[Start of Attachment]

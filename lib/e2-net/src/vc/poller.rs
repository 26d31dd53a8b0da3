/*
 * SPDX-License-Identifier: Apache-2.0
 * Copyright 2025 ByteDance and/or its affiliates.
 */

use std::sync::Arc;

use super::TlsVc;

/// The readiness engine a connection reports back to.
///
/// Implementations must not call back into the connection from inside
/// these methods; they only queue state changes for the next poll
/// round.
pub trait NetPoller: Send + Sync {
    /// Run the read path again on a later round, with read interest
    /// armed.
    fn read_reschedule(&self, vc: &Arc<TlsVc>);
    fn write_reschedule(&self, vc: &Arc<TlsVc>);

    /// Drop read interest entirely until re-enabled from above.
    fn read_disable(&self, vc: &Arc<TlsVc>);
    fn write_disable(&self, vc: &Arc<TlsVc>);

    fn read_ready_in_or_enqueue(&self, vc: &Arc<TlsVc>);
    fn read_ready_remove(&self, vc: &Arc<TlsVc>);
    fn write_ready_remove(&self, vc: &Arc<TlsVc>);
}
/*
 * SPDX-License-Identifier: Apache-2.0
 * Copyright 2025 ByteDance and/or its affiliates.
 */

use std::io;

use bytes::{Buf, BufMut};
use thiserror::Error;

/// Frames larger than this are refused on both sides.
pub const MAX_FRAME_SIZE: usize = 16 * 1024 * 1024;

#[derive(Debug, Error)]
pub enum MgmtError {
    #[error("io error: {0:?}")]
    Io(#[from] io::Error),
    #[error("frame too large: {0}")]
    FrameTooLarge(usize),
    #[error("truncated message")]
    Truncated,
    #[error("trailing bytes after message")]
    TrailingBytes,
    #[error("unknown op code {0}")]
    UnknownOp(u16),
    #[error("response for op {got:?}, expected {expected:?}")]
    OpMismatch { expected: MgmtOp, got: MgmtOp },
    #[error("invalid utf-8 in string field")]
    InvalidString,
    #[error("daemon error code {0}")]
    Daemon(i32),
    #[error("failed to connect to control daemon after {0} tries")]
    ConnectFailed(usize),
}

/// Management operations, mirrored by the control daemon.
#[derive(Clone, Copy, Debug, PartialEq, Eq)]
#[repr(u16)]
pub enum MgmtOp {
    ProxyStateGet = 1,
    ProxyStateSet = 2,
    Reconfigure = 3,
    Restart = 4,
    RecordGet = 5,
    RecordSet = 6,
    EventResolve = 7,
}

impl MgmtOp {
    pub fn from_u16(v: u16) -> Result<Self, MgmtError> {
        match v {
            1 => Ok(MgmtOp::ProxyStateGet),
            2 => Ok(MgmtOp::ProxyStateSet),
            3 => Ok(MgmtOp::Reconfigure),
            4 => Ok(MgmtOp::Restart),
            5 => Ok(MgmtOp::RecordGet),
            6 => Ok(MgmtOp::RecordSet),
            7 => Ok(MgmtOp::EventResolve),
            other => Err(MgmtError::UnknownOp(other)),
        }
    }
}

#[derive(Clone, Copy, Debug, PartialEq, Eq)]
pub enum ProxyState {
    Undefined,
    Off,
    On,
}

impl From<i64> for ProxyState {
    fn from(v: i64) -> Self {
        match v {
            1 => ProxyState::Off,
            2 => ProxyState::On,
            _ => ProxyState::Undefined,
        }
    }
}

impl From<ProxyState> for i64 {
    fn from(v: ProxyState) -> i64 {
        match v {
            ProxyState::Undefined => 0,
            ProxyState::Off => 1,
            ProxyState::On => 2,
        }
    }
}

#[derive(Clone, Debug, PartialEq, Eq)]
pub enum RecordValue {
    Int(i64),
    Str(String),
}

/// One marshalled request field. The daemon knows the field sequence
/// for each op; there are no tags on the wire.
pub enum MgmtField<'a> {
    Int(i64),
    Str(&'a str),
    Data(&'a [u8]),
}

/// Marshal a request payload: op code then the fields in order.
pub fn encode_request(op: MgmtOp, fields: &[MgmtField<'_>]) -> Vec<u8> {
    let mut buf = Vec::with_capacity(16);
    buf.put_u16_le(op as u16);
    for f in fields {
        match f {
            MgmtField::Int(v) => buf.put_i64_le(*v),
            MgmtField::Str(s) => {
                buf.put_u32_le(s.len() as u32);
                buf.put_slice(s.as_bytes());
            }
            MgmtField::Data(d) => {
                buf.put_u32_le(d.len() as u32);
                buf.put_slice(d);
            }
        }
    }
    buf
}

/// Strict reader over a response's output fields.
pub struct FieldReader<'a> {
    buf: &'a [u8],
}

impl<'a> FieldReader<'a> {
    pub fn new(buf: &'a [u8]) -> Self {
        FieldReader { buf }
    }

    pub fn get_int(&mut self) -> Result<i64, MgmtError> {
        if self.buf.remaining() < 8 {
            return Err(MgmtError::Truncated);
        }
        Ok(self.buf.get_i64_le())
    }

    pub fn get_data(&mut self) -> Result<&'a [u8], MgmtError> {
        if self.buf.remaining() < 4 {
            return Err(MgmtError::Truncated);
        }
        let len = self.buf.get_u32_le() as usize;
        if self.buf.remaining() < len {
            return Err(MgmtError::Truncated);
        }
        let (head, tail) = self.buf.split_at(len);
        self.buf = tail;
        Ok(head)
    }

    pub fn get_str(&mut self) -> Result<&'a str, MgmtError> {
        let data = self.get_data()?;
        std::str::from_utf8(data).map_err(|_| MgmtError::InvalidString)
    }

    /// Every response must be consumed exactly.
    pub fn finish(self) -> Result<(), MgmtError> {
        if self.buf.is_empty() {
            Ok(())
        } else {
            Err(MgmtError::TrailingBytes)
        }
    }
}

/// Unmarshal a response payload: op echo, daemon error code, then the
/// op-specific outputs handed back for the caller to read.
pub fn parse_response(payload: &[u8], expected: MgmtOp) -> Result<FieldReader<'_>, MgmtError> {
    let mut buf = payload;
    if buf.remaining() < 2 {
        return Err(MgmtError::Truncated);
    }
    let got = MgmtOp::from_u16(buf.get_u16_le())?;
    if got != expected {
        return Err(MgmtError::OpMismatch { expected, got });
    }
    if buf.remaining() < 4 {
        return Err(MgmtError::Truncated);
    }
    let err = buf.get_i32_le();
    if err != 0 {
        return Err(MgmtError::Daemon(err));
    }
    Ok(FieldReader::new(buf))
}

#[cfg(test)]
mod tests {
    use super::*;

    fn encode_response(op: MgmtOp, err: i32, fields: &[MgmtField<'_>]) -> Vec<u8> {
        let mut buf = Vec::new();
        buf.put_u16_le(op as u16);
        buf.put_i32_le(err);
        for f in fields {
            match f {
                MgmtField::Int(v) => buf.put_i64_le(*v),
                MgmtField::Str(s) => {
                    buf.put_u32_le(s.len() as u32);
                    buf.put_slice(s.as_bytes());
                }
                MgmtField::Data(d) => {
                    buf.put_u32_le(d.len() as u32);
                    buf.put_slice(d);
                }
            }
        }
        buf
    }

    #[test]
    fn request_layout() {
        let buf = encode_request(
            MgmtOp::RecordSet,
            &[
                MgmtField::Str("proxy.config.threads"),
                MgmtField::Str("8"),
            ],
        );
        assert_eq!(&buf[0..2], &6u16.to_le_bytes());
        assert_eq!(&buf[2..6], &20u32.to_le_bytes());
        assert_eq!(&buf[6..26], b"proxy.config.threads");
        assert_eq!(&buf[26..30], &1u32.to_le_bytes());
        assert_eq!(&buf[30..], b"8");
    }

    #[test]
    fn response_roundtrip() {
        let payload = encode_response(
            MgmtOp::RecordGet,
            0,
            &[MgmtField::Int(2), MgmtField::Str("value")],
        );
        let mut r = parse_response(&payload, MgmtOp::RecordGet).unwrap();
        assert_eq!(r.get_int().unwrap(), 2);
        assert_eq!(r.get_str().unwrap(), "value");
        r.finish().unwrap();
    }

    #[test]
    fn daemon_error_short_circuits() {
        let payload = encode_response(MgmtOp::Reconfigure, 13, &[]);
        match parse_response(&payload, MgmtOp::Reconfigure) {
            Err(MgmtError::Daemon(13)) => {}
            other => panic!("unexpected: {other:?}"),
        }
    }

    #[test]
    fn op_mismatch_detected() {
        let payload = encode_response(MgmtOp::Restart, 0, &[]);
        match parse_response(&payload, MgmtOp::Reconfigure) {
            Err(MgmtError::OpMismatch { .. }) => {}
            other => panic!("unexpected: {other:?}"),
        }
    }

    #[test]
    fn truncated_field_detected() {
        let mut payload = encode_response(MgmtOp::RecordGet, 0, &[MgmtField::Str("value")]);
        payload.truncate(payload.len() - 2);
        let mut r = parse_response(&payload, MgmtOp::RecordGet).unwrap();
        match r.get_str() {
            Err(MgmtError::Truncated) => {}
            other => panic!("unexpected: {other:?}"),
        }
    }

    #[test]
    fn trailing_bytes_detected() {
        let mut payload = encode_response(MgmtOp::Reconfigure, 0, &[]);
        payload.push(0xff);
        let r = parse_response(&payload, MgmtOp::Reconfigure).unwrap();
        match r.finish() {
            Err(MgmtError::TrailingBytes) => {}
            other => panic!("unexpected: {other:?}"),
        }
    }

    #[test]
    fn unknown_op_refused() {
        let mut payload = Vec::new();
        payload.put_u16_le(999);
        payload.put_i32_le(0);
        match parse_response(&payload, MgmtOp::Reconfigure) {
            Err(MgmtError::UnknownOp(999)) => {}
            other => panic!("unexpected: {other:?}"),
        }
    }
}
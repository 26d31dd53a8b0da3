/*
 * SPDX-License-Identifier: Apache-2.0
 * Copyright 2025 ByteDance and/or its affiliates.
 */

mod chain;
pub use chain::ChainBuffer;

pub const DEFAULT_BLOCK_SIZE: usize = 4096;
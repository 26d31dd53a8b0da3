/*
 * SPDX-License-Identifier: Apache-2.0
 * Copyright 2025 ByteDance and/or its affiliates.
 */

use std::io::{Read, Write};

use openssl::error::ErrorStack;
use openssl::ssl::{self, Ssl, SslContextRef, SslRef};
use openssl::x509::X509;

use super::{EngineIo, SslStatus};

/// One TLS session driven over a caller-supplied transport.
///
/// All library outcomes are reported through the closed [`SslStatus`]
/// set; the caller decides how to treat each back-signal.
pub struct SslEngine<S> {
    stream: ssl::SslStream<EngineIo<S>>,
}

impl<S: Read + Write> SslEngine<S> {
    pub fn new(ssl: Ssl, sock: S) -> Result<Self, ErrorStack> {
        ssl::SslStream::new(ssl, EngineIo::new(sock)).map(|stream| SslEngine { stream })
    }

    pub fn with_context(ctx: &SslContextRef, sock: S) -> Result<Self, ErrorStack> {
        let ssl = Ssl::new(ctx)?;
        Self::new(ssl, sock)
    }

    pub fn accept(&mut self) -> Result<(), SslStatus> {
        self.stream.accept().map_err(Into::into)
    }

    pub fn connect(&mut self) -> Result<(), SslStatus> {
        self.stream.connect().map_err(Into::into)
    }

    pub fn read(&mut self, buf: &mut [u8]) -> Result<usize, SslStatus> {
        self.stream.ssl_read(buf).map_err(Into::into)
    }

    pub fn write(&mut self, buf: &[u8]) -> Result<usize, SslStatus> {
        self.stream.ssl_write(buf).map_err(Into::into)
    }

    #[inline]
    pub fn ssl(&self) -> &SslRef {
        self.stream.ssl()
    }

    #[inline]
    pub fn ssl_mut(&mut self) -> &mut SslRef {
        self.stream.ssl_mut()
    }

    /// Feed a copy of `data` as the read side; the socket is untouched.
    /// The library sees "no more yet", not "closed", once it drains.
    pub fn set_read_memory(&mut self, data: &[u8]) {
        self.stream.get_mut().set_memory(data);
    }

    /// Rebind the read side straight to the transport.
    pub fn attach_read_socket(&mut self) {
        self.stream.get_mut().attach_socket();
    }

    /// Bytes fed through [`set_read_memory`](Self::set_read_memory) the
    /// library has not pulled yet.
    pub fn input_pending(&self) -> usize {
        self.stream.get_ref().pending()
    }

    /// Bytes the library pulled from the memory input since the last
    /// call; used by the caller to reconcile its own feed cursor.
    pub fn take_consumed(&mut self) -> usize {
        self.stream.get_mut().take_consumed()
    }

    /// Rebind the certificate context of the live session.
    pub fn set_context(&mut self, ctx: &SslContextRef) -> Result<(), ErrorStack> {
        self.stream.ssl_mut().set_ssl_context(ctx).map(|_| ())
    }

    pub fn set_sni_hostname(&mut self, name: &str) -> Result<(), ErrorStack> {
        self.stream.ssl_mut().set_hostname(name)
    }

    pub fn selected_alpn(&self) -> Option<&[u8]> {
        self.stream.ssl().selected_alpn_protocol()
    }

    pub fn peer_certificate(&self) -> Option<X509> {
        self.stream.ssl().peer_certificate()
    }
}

[End of Attachment]

Where does the word "SslStatus" appear in the records above? Return every line that holds it.

use super::{EngineIo, SslStatus};
/// All library outcomes are reported through the closed [`SslStatus`]
    pub fn accept(&mut self) -> Result<(), SslStatus> {
    pub fn connect(&mut self) -> Result<(), SslStatus> {
    pub fn read(&mut self, buf: &mut [u8]) -> Result<usize, SslStatus> {
    pub fn write(&mut self, buf: &[u8]) -> Result<usize, SslStatus> {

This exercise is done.